The observed NAFLD prevalence of 51.3% in early pregnancy seems higher than the previously reported values for Sri Lanka (18.2%),¹⁴ Canada (17.6%),¹⁰ Korea (18.4%),^{13 35} and the USA (14.3%–16.7%).¹² However, the prevalence in this study is not significantly different from the comparison group of non-pregnant reproductive-age women from the same geographical location.³⁶ Therefore, irrespective of pregnancy, this high prevalence of fatty liver in this rural young women (mean age 28.8 years) needs to be taken seriously as a major predictor of future non-communicable diseases (NCDs).

NAFLD is considered a hepatic manifestation of metabolic syndrome.³⁷ Other than GDM, one of the most important findings of this study was the unprecedented observation of FL as a major risk factor for miscarriages with an adjusted OR of 4.2. Liu et al showed that abortions in women with NAFLD were higher than those without NAFLD (72.4% vs 69.3%, age-adjusted p=0.001).¹⁶ The pathophysiology behind this association is still not very clear. However, we can assume that oxidative stress, endothelial damage, and inflammation may predispose to the development of early pregnancy loss.³⁸ However, fatty liver is a common finding among PCOS women of reproductive age.³⁹ Insulin resistance, growing epidemics of obesity, and androgen excess may contribute to the development of NAFLD among PCOS.³⁹ Therefore, the association between fatty liver and miscarriages could be due to PCOS.⁴⁰ Further studies should be planned to determine the association between PCOS, fatty liver, and miscarriages. These observations with a high effect size are of significant public health importance in predicting miscarriages and probably formulating new guidelines for pregnancy care programmes.

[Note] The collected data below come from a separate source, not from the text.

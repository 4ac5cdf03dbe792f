use std::collections::{BTreeMap, BTreeSet};

use crate::context::ExecutionContext;
use crate::error::{Error, Result};
use crate::statement::Statement;
use crate::tokenizer::{COMMENT_CHAR, QUOTES};

/// A command handler. Returning `Ok(true)` asks the interpreter loop to
/// stop.
pub type Handler = Box<dyn FnMut(&mut ExecutionContext, &Statement) -> Result<bool>>;

struct CommandEntry {
    handler: Handler,
    help: String,
}

/// Explicit name-to-handler map, with a side set of commands that accept
/// multi-line bodies.
///
/// Registration rejects names that could never be parsed back as a command
/// word. The interpreter performs a second check against its parser
/// configuration (shortcuts and terminators) when it is constructed.
#[derive(Default)]
pub struct CommandRegistry {
    commands: BTreeMap<String, CommandEntry>,
    multiline: BTreeSet<String>,
}

impl CommandRegistry {
    pub fn new() -> Self {
        CommandRegistry::default()
    }

    /// Register a command. Fails on an empty name, a duplicate, or a name
    /// containing characters the tokenizer treats specially.
    pub fn register(&mut self, name: &str, help: &str, handler: Handler) -> Result<()> {
        if name.is_empty() {
            return Err(Error::InvalidName("command name cannot be empty".to_string()));
        }
        if name
            .chars()
            .any(|c| c.is_whitespace() || QUOTES.contains(&c) || c == COMMENT_CHAR)
        {
            return Err(Error::InvalidName(format!(
                "'{name}' contains characters not allowed in command names"
            )));
        }
        if self.commands.contains_key(name) {
            return Err(Error::InvalidName(format!(
                "command '{name}' is already registered"
            )));
        }
        self.commands.insert(
            name.to_string(),
            CommandEntry {
                handler,
                help: help.to_string(),
            },
        );
        Ok(())
    }

    /// Register a command whose body may span multiple input lines.
    pub fn register_multiline(&mut self, name: &str, help: &str, handler: Handler) -> Result<()> {
        self.register(name, help, handler)?;
        self.multiline.insert(name.to_string());
        Ok(())
    }

    pub fn is_known_command(&self, name: &str) -> bool {
        self.commands.contains_key(name)
    }

    pub fn is_multiline_command(&self, name: &str) -> bool {
        self.multiline.contains(name)
    }

    /// Multiline command names, for configuring a parser.
    pub fn multiline_commands(&self) -> Vec<String> {
        self.multiline.iter().cloned().collect()
    }

    /// Registered command names in sorted order.
    pub fn command_names(&self) -> Vec<String> {
        self.commands.keys().cloned().collect()
    }

    pub fn help_for(&self, name: &str) -> Option<&str> {
        self.commands.get(name).map(|entry| entry.help.as_str())
    }

    /// Run the handler for `statement.command`.
    pub fn dispatch(&mut self, ctx: &mut ExecutionContext, statement: &Statement) -> Result<bool> {
        match self.commands.get_mut(&statement.command) {
            Some(entry) => (entry.handler)(ctx, statement),
            None => Err(Error::UnknownCommand(statement.command.clone())),
        }
    }
}

#[cfg(test)]
mod tests {
    use super::*;
    use crate::context::InterruptState;
    use std::sync::{Arc, Mutex};

    fn noop() -> Handler {
        Box::new(|_, _| Ok(false))
    }

    #[test]
    fn register_and_query() {
        let mut registry = CommandRegistry::new();
        registry.register("print", "print text", noop()).unwrap();
        registry
            .register_multiline("orate", "speak at length", noop())
            .unwrap();

        assert!(registry.is_known_command("print"));
        assert!(registry.is_known_command("orate"));
        assert!(!registry.is_known_command("missing"));
        assert!(registry.is_multiline_command("orate"));
        assert!(!registry.is_multiline_command("print"));
        assert_eq!(registry.multiline_commands(), vec!["orate"]);
        assert_eq!(registry.command_names(), vec!["orate", "print"]);
        assert_eq!(registry.help_for("print"), Some("print text"));
    }

    #[test]
    fn invalid_names_are_rejected() {
        let mut registry = CommandRegistry::new();
        assert!(registry.register("", "", noop()).is_err());
        assert!(registry.register("two words", "", noop()).is_err());
        assert!(registry.register("quo\"te", "", noop()).is_err());
        assert!(registry.register("hash#", "", noop()).is_err());
    }

    #[test]
    fn duplicate_registration_is_rejected() {
        let mut registry = CommandRegistry::new();
        registry.register("print", "", noop()).unwrap();
        let err = registry.register("print", "", noop()).unwrap_err();
        assert!(matches!(err, Error::InvalidName(_)));
    }

    #[test]
    fn dispatch_runs_the_handler() {
        let calls = Arc::new(Mutex::new(Vec::new()));
        let record = Arc::clone(&calls);

        let mut registry = CommandRegistry::new();
        registry
            .register(
                "print",
                "",
                Box::new(move |_, st| {
                    record.lock().unwrap().push(st.args.clone());
                    Ok(false)
                }),
            )
            .unwrap();

        let (mut ctx, _buffer) = ExecutionContext::capturing(InterruptState::new());
        let statement = Statement {
            command: "print".to_string(),
            args: "hello".to_string(),
            ..Statement::default()
        };
        assert!(!registry.dispatch(&mut ctx, &statement).unwrap());
        assert_eq!(*calls.lock().unwrap(), vec!["hello"]);
    }

    #[test]
    fn dispatch_unknown_command_names_all_namespaces() {
        let mut registry = CommandRegistry::new();
        let (mut ctx, _buffer) = ExecutionContext::capturing(InterruptState::new());
        let statement = Statement {
            command: "mystery".to_string(),
            ..Statement::default()
        };
        let err = registry.dispatch(&mut ctx, &statement).unwrap_err();
        assert_eq!(
            err.to_string(),
            "mystery is not a recognized command, alias, or macro"
        );
    }

    #[test]
    fn handler_can_request_stop() {
        let mut registry = CommandRegistry::new();
        registry
            .register("quit", "", Box::new(|_, _| Ok(true)))
            .unwrap();
        let (mut ctx, _buffer) = ExecutionContext::capturing(InterruptState::new());
        let statement = Statement {
            command: "quit".to_string(),
            ..Statement::default()
        };
        assert!(registry.dispatch(&mut ctx, &statement).unwrap());
    }
}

Current evidence on diabetes clearly shows that South Asians are at an increased risk of all metabolic derangements, including NAFLD, DM, and GDM.⁴¹ Combining this knowledge with public health service provisions could be a practical and comprehensive approach to pregnancy care programmes. USS is use for many years as a part of routine pregnancy care, as a ‘dating scan.’ Thus, a simple added step in dating scans to screen for fatty liver during pregnancy may show the risk of developing hyperglycaemia and mid-pregnancy miscarriage. Our multivariable analysis shows that NAFLD is a better predictor of these conditions than the traditional ‘risk factors’ considered in pregnancy. Early identification, monitoring, and intervention for high-risk pregnant women using USS will be a non-invasive screening procedure that could be easily integrated into the system. In addition, the diagnosis of NAFLD in pregnant women would be an early life opportunity to predict and prevent future NCDs among these women.

Limitations

We used USS to diagnose NAFLD in this study instead of the gold standard liver biopsy. USS is a non-invasive, acceptable, and feasible alternative method, especially in pregnant women. The sensitivity of the diagnosis of fatty liver in USS ranges from 60% to 94%, and the specificity is from 84% to 95%. The sensitivity of detecting fatty liver is increased when the degree of fatty liver increases. In morbid obesity, sensitivity and specificity are reduced from 49% to 75% due to technical errors. However, evidence shows that the reliability of USS for diagnosing fatty liver is higher than that of histology in people with moderate and severe fatty liver. In addition, the grading of fatty liver is subjective and operator-dependent.¹⁴ The objective of the FL scan in our study is risk prediction rather than a precise diagnosis of steatosis, and for that purpose, routine USS will be adequate.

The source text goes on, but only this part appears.